Segment Start: Recorded information

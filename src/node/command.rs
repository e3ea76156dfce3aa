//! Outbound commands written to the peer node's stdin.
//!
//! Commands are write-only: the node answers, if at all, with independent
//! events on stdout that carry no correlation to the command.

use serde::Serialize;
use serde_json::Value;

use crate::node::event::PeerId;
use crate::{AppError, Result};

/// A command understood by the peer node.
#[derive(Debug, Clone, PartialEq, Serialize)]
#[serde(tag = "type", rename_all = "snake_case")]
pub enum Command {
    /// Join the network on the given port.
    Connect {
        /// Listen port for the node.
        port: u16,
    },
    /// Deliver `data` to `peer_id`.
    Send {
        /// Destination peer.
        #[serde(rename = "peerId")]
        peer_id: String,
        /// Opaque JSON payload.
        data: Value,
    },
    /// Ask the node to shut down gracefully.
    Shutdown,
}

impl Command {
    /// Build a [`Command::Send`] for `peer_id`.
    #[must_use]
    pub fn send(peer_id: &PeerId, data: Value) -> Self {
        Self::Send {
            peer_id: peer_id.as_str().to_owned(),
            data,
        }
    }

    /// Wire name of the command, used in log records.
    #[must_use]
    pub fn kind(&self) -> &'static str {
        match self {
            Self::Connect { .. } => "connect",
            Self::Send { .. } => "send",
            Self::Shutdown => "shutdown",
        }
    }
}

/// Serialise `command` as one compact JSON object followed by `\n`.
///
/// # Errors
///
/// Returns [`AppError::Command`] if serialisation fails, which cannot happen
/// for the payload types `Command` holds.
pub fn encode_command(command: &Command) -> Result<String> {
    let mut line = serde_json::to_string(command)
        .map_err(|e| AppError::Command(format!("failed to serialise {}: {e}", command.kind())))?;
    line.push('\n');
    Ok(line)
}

Segment End: Recorded information

For the string "crate", search the preceding data and copy every line that includes it.

**Completed task**
use crate::node::event::PeerId;
use crate::{AppError, Result};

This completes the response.